In Facebook’s trademark white and blue branding, the invite simply says, “Come and see what we’re building.”
For those who have sunk money into what has so far been a languishing stock amid broader hype over social media companies, the prospect of a mystery is obviously seductive, especially given investors’ current reality. Facebook shares climbed steadily last week on the news, but hovering around $31 (U.S.) on Nasdaq, they are still well below the IPO price of $38.
It is unclear exactly what the Facebook announcement might be, though that has not stopped people from guessing. The firm, like other U.S. technology companies that hold over-hyped press conferences for incrementally improved products, is not immune to theatrical attempts at generating buzz.
But the sense of mystery has clearly improved some sentiment around Facebook, which despite being one of the world’s most visited social media sites has struggled to maintain a positive narrative since its botched IPO in May of last year.

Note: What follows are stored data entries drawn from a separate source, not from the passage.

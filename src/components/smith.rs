//! Constant-resistance and constant-reactance curves for Smith charts.

use crate::errors::RenderError;
use crate::render::{FillStyle, StrokeStyle};
use crate::smith::{SmithArc, const_react_arc, const_resist_circle};
use crate::types::DataRange;

use super::{Common, Component, DrawContext, skip_degenerate};

/// Draw a Smith-chart circle or arc; returns false when it has no drawable geometry
pub(crate) fn draw_smith_arc(ctx: &mut DrawContext<'_>, arc: &SmithArc, stroke: &StrokeStyle) -> bool {
    if !arc.is_drawable() {
        return false;
    }
    let radius = arc.radius.abs();
    match arc.span {
        Some((theta1, theta2)) => ctx.arc(arc.center, radius, theta1, theta2, stroke),
        None => ctx.circle(arc.center, radius, &FillStyle::none(), stroke),
    }
    true
}

/// Circle of constant normalized resistance
#[derive(Clone, Debug, PartialEq)]
pub struct SmithConstResistance {
    common: Common,
    resistance: f64,
    xmin: f64,
    xmax: f64,
}

impl SmithConstResistance {
    /// Full circle of resistance `r` (0 to infinity)
    pub fn new(resistance: f64) -> Self {
        SmithConstResistance {
            common: Common::default(),
            resistance,
            xmin: f64::NEG_INFINITY,
            xmax: f64::INFINITY,
        }
    }

    /// Trim the circle to where it crosses reactances `xmin` and `xmax`
    pub fn between(mut self, xmin: f64, xmax: f64) -> Self {
        self.xmin = xmin;
        self.xmax = xmax;
        self
    }

    pub fn arc(&self) -> SmithArc {
        const_resist_circle(self.resistance, self.xmin, self.xmax)
    }
}

impl Component for SmithConstResistance {
    fn common(&self) -> &Common {
        &self.common
    }

    fn common_mut(&mut self) -> &mut Common {
        &mut self.common
    }

    fn datarange(&self) -> DataRange {
        DataRange::unbounded()
    }

    fn draw(&self, ctx: &mut DrawContext<'_>) -> Result<(), RenderError> {
        let stroke = StrokeStyle::line(&ctx.style);
        if !draw_smith_arc(ctx, &self.arc(), &stroke) {
            skip_degenerate("smith resistance", &self.common);
        }
        Ok(())
    }
}

/// Pair of arcs of constant normalized reactance `+x` and `-x`
#[derive(Clone, Debug, PartialEq)]
pub struct SmithConstReactance {
    common: Common,
    reactance: f64,
    rmin: f64,
    rmax: f64,
}

impl SmithConstReactance {
    /// Arcs for reactance `|x|`, running from the outer circle to the open-circuit point
    pub fn new(reactance: f64) -> Self {
        SmithConstReactance {
            common: Common::default(),
            reactance: reactance.abs(),
            rmin: 0.0,
            rmax: f64::INFINITY,
        }
    }

    /// Trim the arcs to where they cross resistances `rmin` and `rmax`
    pub fn between(mut self, rmin: f64, rmax: f64) -> Self {
        self.rmin = rmin;
        self.rmax = rmax;
        self
    }

    /// The inductive (upper) arc; the capacitive one is its mirror image
    pub fn arc(&self) -> SmithArc {
        const_react_arc(self.reactance, self.rmin, self.rmax)
    }
}

impl Component for SmithConstReactance {
    fn common(&self) -> &Common {
        &self.common
    }

    fn common_mut(&mut self) -> &mut Common {
        &mut self.common
    }

    fn datarange(&self) -> DataRange {
        DataRange::unbounded()
    }

    fn draw(&self, ctx: &mut DrawContext<'_>) -> Result<(), RenderError> {
        let stroke = StrokeStyle::line(&ctx.style);
        let arc = self.arc();
        let upper = draw_smith_arc(ctx, &arc, &stroke);
        let lower = draw_smith_arc(ctx, &arc.mirrored(), &stroke);
        if !(upper || lower) {
            skip_degenerate("smith reactance", &self.common);
        }
        Ok(())
    }
}

#[cfg(test)]
mod tests {
    use super::*;
    use crate::render::{Primitive, Recorder};
    use crate::style::{Color, Theme};
    use crate::types::{Transform, ViewBox, pt};

    fn draw(component: &dyn Component) -> Recorder {
        let theme = Theme::default();
        let mut rec = Recorder::new();
        let databox = ViewBox::new(-1.0, -1.0, 2.0, 2.0);
        let diagbox = ViewBox::new(0.0, 0.0, 200.0, 200.0);
        let mut ctx = DrawContext {
            drawing: &mut rec,
            theme: &theme,
            transform: Transform::new(databox, diagbox),
            databox,
            diagbox,
            style: component.resolved_style(&theme, &Color::Rgb(1, 2, 3)),
        };
        component.draw(&mut ctx).unwrap();
        rec
    }

    #[test]
    fn full_resistance_circle() {
        let rec = draw(&SmithConstResistance::new(1.0));
        match &rec.primitives()[0] {
            Primitive::Circle {
                center,
                radius,
                stroke,
                ..
            } => {
                assert_eq!(*center, pt(150.0, 100.0));
                assert_eq!(*radius, 50.0);
                assert_eq!(stroke.color, Color::Rgb(1, 2, 3));
            }
            other => panic!("expected a circle, got {other:?}"),
        }
    }

    #[test]
    fn trimmed_resistance_is_an_arc() {
        let rec = draw(&SmithConstResistance::new(1.0).between(-1.0, 1.0));
        assert_eq!(rec.count(|p| matches!(p, Primitive::Arc { .. })), 1);
    }

    #[test]
    fn reactance_draws_both_signs() {
        let component = SmithConstReactance::new(-1.0);
        assert_eq!(component.arc().center, pt(1.0, 1.0));
        let rec = draw(&component);
        let centers: Vec<_> = rec
            .primitives()
            .iter()
            .filter_map(|p| match p {
                Primitive::Arc { center, .. } => Some(*center),
                _ => None,
            })
            .collect();
        assert_eq!(centers, vec![pt(200.0, 200.0), pt(200.0, 0.0)]);
    }

    #[test]
    fn smith_curves_do_not_constrain_range() {
        assert_eq!(SmithConstReactance::new(1.0).datarange(), DataRange::unbounded());
        assert_eq!(SmithConstResistance::new(1.0).datarange(), DataRange::unbounded());
    }
}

Everything that could have gone wrong for Facebook’s coming out party did: People criticized the IPO price; traders were inconvenienced first by a delay in the day’s trading of Facebook shares, and then by trades not going through properly, filled later at reduced prices; and soon it was alleged that big clients had been tipped off about reduced earnings expectations before smaller investors, prompting a shareholder lawsuit.
Since then, despite improvements in the company’s earnings, there have been residual worries. In particular, Facebook has a mobile problem: Observers are divided on whether the company can continue hauling in revenue as the world increasingly accesses Facebook on mobile devices, where it is harder to earn revenue. In addition, many play Facebook’s games, such as Zynga Inc.’s popular Farmville, on their desktop computers.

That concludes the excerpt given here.